Thursday, September 1, 2011

Notes

Dear Noah,
We could have sworn you said the ark wasn't leaving until 5.
Sincerely,
Unicorns


Dear Twilight fans,
Please realize that because vampires are dead and have no blood pumping through them, they can never get an erection. Enjoy fantasizing about that.
Sincerely,
Logic

Dear Icebergs,
Sorry to hear about the global warming. Karma's a bitch.
Sincerely,
The Titanic

Dear America ,
You produced Miley Cyrus. Bieber is your punishment.
Sincerely,
Canada


Dear Yahoo,
I've never heard anyone say, "I don't know, let's Yahoo! it..." just saying...
Sincerely,
Google


Dear 2010,
So I hear the best rapper is white and the president is black?
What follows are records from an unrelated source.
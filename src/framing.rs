//! Frame encoding and decoding.
//!
//! Every frame on the wire starts with an unescaped SYNC byte.
//! All following bytes, including the trailing checksum, are escaped:
//! a byte equal to SYNC or ESCAPE is sent as `[ESCAPE, byte - 1]`.
//! The receiver adds 1 back to any byte that follows an ESCAPE byte.
//!
//! The protocols only differ in the SYNC and ESCAPE values,
//! the checksum kind and the position and meaning of the length field.
//! Those differences are captured by [`FrameFormat`].

use log::debug;

use crate::checksum::ChecksumKind;
use crate::{InvalidChecksum, PayloadTooLarge};

/// The framing rules of a protocol.
#[derive(Debug, Copy, Clone, Eq, PartialEq)]
pub struct FrameFormat {
	/// The byte that starts every frame.
	pub sync: u8,

	/// The byte that marks the next byte as escaped.
	pub escape: u8,

	/// The way the checksum byte is calculated.
	pub checksum: ChecksumKind,

	/// If true, the SYNC byte is included in the checksum.
	pub checksum_covers_sync: bool,

	/// The index of the length field in the decoded frame (SYNC is at index 0).
	pub length_index: usize,

	/// The total decoded frame length (SYNC and checksum included) minus the value of the length field.
	pub length_offset: usize,
}

/// What to do with a received frame that has a wrong checksum.
#[derive(Debug, Copy, Clone, Eq, PartialEq)]
pub enum ChecksumPolicy {
	/// Log a warning and use the frame anyway.
	Warn,

	/// Discard the frame and report an [`InvalidChecksum`] error.
	Reject,
}

impl FrameFormat {
	/// The maximum value of the length field.
	pub const MAX_LENGTH_FIELD: usize = 0xFF;

	/// The decoded length of a frame with the given length field.
	pub fn frame_len(&self, length_field: u8) -> usize {
		usize::from(length_field) + self.length_offset
	}

	/// Check if a byte must be escaped on the wire.
	pub fn needs_escape(&self, byte: u8) -> bool {
		byte == self.sync || byte == self.escape
	}

	/// Calculate the checksum of a frame body.
	///
	/// The body is everything between the SYNC byte and the checksum.
	pub fn checksum(&self, body: &[u8]) -> u8 {
		let initial = if self.checksum_covers_sync { self.sync } else { 0 };
		self.checksum.update(initial, body)
	}

	/// Encode a frame body into `buffer`.
	///
	/// The buffer is cleared first.
	/// Afterwards, it holds the SYNC byte, the escaped body and the escaped checksum.
	pub fn encode(&self, body: &[u8], buffer: &mut Vec<u8>) {
		let checksum = self.checksum(body);
		buffer.clear();
		buffer.reserve(body.len() + 2);
		buffer.push(self.sync);
		for &byte in body.iter().chain(std::iter::once(&checksum)) {
			if self.needs_escape(byte) {
				buffer.push(self.escape);
				buffer.push(byte.wrapping_sub(1));
			} else {
				buffer.push(byte);
			}
		}
	}

	/// Check that a length field value can be encoded.
	pub fn check_length_field(&self, value: usize) -> Result<u8, PayloadTooLarge> {
		PayloadTooLarge::check(value, Self::MAX_LENGTH_FIELD)?;
		Ok(value as u8)
	}
}

/// A decoded frame.
///
/// The frame holds the unescaped bytes as they were sent:
/// the SYNC byte, the body and the checksum.
#[derive(Debug, Clone, Eq, PartialEq)]
pub struct Frame {
	data: Vec<u8>,
}

impl Frame {
	/// Get the raw bytes of the decoded frame, including SYNC and checksum.
	pub fn as_bytes(&self) -> &[u8] {
		&self.data
	}

	/// The frame body, excluding SYNC and checksum.
	pub fn body(&self) -> &[u8] {
		&self.data[1..self.data.len() - 1]
	}

	/// The checksum byte from the frame.
	pub fn checksum(&self) -> u8 {
		self.data[self.data.len() - 1]
	}

	/// The decoded length of the frame, including SYNC and checksum.
	pub fn len(&self) -> usize {
		self.data.len()
	}

	/// Check if the frame holds no bytes at all.
	///
	/// Frames produced by the decoder always hold at least the SYNC and checksum bytes.
	pub fn is_empty(&self) -> bool {
		self.data.is_empty()
	}

	/// Get a decoded byte by index (SYNC is at index 0).
	pub fn get(&self, index: usize) -> Option<u8> {
		self.data.get(index).copied()
	}

	/// Verify the checksum of the frame.
	pub fn verify(&self, format: &FrameFormat) -> Result<(), InvalidChecksum> {
		InvalidChecksum::check(self.checksum(), format.checksum(self.body()))
	}

	/// Consume the frame and return the decoded bytes.
	pub fn into_bytes(self) -> Vec<u8> {
		self.data
	}
}

/// Incremental frame decoder.
///
/// Bytes can be pushed one at a time as they arrive from the transport.
/// A frame may span any number of reads: the decoder keeps the partial frame and the escape state between calls.
#[derive(Debug, Clone)]
pub struct FrameDecoder {
	format: FrameFormat,
	buffer: Vec<u8>,
	in_frame: bool,
	escaped: bool,
	discarded: usize,
}

impl FrameDecoder {
	/// Create a new decoder for the given frame format.
	pub fn new(format: FrameFormat) -> Self {
		Self {
			format,
			buffer: Vec::with_capacity(64),
			in_frame: false,
			escaped: false,
			discarded: 0,
		}
	}

	/// The frame format of the decoder.
	pub fn format(&self) -> &FrameFormat {
		&self.format
	}

	/// Check if the decoder is in the middle of a frame.
	pub fn in_frame(&self) -> bool {
		self.in_frame
	}

	/// The number of decoded bytes of the current partial frame.
	pub fn partial_len(&self) -> usize {
		if self.in_frame {
			self.buffer.len()
		} else {
			0
		}
	}

	/// The expected decoded length of the current frame, if the length field has been received.
	pub fn expected_len(&self) -> Option<usize> {
		if !self.in_frame {
			return None;
		}
		self.buffer
			.get(self.format.length_index)
			.map(|&length| self.format.frame_len(length))
	}

	/// The number of bytes discarded while searching for a SYNC byte since the last reset.
	pub fn discarded(&self) -> usize {
		self.discarded
	}

	/// Drop any partial frame and reset all counters.
	pub fn reset(&mut self) {
		self.buffer.clear();
		self.in_frame = false;
		self.escaped = false;
		self.discarded = 0;
	}

	/// Push a single raw byte into the decoder.
	///
	/// Returns a frame when the byte completes one.
	pub fn push(&mut self, byte: u8) -> Option<Frame> {
		if byte == self.format.sync {
			// SYNC is never escaped, so it always starts a new frame.
			if self.in_frame {
				debug!("discarding partial frame on SYNC: {:02X?}", self.buffer);
			}
			self.buffer.clear();
			self.buffer.push(byte);
			self.in_frame = true;
			self.escaped = false;
			return None;
		}

		if !self.in_frame {
			self.discarded += 1;
			return None;
		}

		if byte == self.format.escape {
			self.escaped = true;
			return None;
		}

		self.buffer.push(byte.wrapping_add(self.escaped as u8));
		self.escaped = false;

		match self.expected_len() {
			Some(expected) if self.buffer.len() >= expected => {
				self.in_frame = false;
				Some(Frame {
					data: std::mem::take(&mut self.buffer),
				})
			},
			_ => None,
		}
	}

	/// Push multiple raw bytes into the decoder.
	///
	/// Returns the first completed frame and the number of bytes consumed.
	/// Bytes after the completed frame are not consumed.
	pub fn push_slice(&mut self, data: &[u8]) -> (Option<Frame>, usize) {
		for (i, &byte) in data.iter().enumerate() {
			if let Some(frame) = self.push(byte) {
				return (Some(frame), i + 1);
			}
		}
		(None, data.len())
	}
}

/// Decode the first complete frame from a buffer.
///
/// Returns `None` if the buffer does not contain a complete frame.
pub fn decode(format: &FrameFormat, data: &[u8]) -> Option<Frame> {
	FrameDecoder::new(*format).push_slice(data).0
}

/// Encode a frame body into a new buffer.
pub fn encode(format: &FrameFormat, body: &[u8]) -> Vec<u8> {
	let mut buffer = Vec::new();
	format.encode(body, &mut buffer);
	buffer
}

#[cfg(test)]
mod test {
	use super::*;
	use assert2::{assert, let_assert};

	const FORMAT_A: FrameFormat = FrameFormat {
		sync: 0xFF,
		escape: 0xFD,
		checksum: ChecksumKind::NegatedSum,
		checksum_covers_sync: true,
		length_index: 2,
		length_offset: 4,
	};

	const FORMAT_B: FrameFormat = FrameFormat {
		sync: 0xE0,
		escape: 0xD0,
		checksum: ChecksumKind::Sum,
		checksum_covers_sync: false,
		length_index: 2,
		length_offset: 3,
	};

	#[test]
	fn test_encode_plain() {
		// [cmd, argc, args...]
		let encoded = encode(&FORMAT_A, &[0x10, 0x00]);
		assert!(encoded == [0xFF, 0x10, 0x00, 0xF1]);

		// [dest, len, cmd, args...]
		let encoded = encode(&FORMAT_B, &[0x01, 0x03, 0x10, 0x05]);
		assert!(encoded == [0xE0, 0x01, 0x03, 0x10, 0x05, 0x19]);
	}

	#[test]
	fn test_encode_escapes() {
		let encoded = encode(&FORMAT_B, &[0xFF, 0x04, 0xE0, 0xD0]);
		// Checksum is 0xFF + 0x04 + 0xE0 + 0xD0 = 0x2B3 -> 0xB3.
		assert!(encoded == [0xE0, 0xFF, 0x04, 0xD0, 0xDF, 0xD0, 0xCF, 0xB3]);

		let encoded = encode(&FORMAT_A, &[0x01, 0x02, 0xFF, 0xFD]);
		// Sum including SYNC: 0xFF + 0x01 + 0x02 + 0xFF + 0xFD = 0x2FE -> 0xFE, negated: 0x02.
		assert!(encoded == [0xFF, 0x01, 0x02, 0xFD, 0xFE, 0xFD, 0xFC, 0x02]);
	}

	#[test]
	fn test_encode_escapes_checksum() {
		// Sum is 0xE0, which collides with SYNC.
		let encoded = encode(&FORMAT_B, &[0x01, 0x02, 0xDD]);
		assert!(encoded == [0xE0, 0x01, 0x02, 0xDD, 0xD0, 0xDF]);
	}

	#[test]
	fn test_decode_round_trip() {
		let bodies: [&[u8]; 4] = [
			&[0x05, 0x02, 0xFF, 0xFD],
			&[0xFD, 0x01, 0xFF],
			&[0x01, 0x00],
			&[0xFE, 0x03, 0xFC, 0xFD, 0xFF],
		];
		for body in bodies {
			let encoded = encode(&FORMAT_A, body);
			let_assert!(Some(frame) = decode(&FORMAT_A, &encoded));
			assert!(frame.body() == body);
			assert!(let Ok(()) = frame.verify(&FORMAT_A));
		}

		let bodies: [&[u8]; 3] = [&[0x01, 0x03, 0xE0, 0xD0], &[0xE0, 0x02, 0xD0], &[0xD0, 0x04, 0xE0, 0xE0, 0xD0]];
		for body in bodies {
			let encoded = encode(&FORMAT_B, body);
			let_assert!(Some(frame) = decode(&FORMAT_B, &encoded));
			assert!(frame.body() == body);
			assert!(let Ok(()) = frame.verify(&FORMAT_B));
		}
	}

	#[test]
	fn test_decode_skips_garbage() {
		let mut decoder = FrameDecoder::new(FORMAT_B);
		let (frame, used) = decoder.push_slice(&[0x00, 0x12, 0x34]);
		assert!(frame.is_none());
		assert!(used == 3);
		assert!(decoder.discarded() == 3);
		assert!(!decoder.in_frame());

		let_assert!((Some(frame), 6) = decoder.push_slice(&[0xE0, 0x01, 0x03, 0x10, 0x05, 0x19, 0xE0]));
		assert!(frame.as_bytes() == [0xE0, 0x01, 0x03, 0x10, 0x05, 0x19]);
		assert!(decoder.discarded() == 3);
		decoder.reset();
		assert!(decoder.discarded() == 0);
	}

	#[test]
	fn test_decode_partial() {
		let encoded = encode(&FORMAT_B, &[0x00, 0x04, 0x01, 0xE0, 0x02]);
		let mut decoder = FrameDecoder::new(FORMAT_B);
		for (i, &byte) in encoded[..encoded.len() - 1].iter().enumerate() {
			assert!(decoder.push(byte).is_none(), "frame completed early at byte {}", i);
		}
		assert!(decoder.in_frame());
		assert!(decoder.expected_len() == Some(7));
		let_assert!(Some(frame) = decoder.push(encoded[encoded.len() - 1]));
		assert!(frame.body() == [0x00, 0x04, 0x01, 0xE0, 0x02]);
	}

	#[test]
	fn test_decode_escape_split_over_reads() {
		let encoded = encode(&FORMAT_A, &[0x01, 0x01, 0xFF]);
		let split = encoded.iter().position(|&b| b == 0xFD).unwrap() + 1;
		let mut decoder = FrameDecoder::new(FORMAT_A);
		let (frame, _) = decoder.push_slice(&encoded[..split]);
		assert!(frame.is_none());
		let_assert!((Some(frame), _) = decoder.push_slice(&encoded[split..]));
		assert!(frame.body() == [0x01, 0x01, 0xFF]);
	}

	#[test]
	fn test_decode_resync_on_sync() {
		let mut decoder = FrameDecoder::new(FORMAT_B);
		let (frame, _) = decoder.push_slice(&[0xE0, 0x01, 0x09, 0x10]);
		assert!(frame.is_none());
		let_assert!((Some(frame), _) = decoder.push_slice(&[0xE0, 0x01, 0x03, 0x10, 0x05, 0x19]));
		assert!(frame.body() == [0x01, 0x03, 0x10, 0x05]);
	}

	#[test]
	fn test_verify_detects_bad_checksum() {
		let mut encoded = encode(&FORMAT_B, &[0x00, 0x03, 0x01, 0x01]);
		*encoded.last_mut().unwrap() ^= 0x01;
		let_assert!(Some(frame) = decode(&FORMAT_B, &encoded));
		let_assert!(Err(e) = frame.verify(&FORMAT_B));
		assert!(e.message == 0x04);
		assert!(e.computed == 0x05);
	}
}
WTF happened?!
Sincerely,
1985


Dear girls who have been dumped,
There are plenty of fish in the sea... Just kidding! They're all dead.
Sincerely,
BP


Dear jf;ldsfa/kvsmmklnn,
Please lknvfdmv.xvn.
Sincerely,
Stevie Wonder


Dear Skin-Colored Band Aids,
Please make one for every skin color.
Sincerely,
Black people



Dear World of Warcraft,
Thank you for ensuring my son's virginity.
Sincerely,
Parents Everywhere

Dear Batman,
What was your power again?
Sincerely,
Superman

Dear Customers,
Yes, we ARE making fun of you in Vietnamese.
Sincerely,
Nail Salon Ladies

Dear Ugly People,
You're welcome.
Sincerely,
Alcohol

Dear World,
Please stop freaking out about 2012. Our calendars end there because some Spanish d-bags invaded our country and we got a little busy ok?
Sincerely,
The Mayans


Dear iPhone,
Please stop spell checking all of my rude words into nice words. You piece of shut.
Sincerely,
Every iPhone User

Dear Trash,
At least you get picked up...
Sincerely,
The Girls of Jersey Shore

Dear Man,
It's cute, but can you pick up peanuts with it?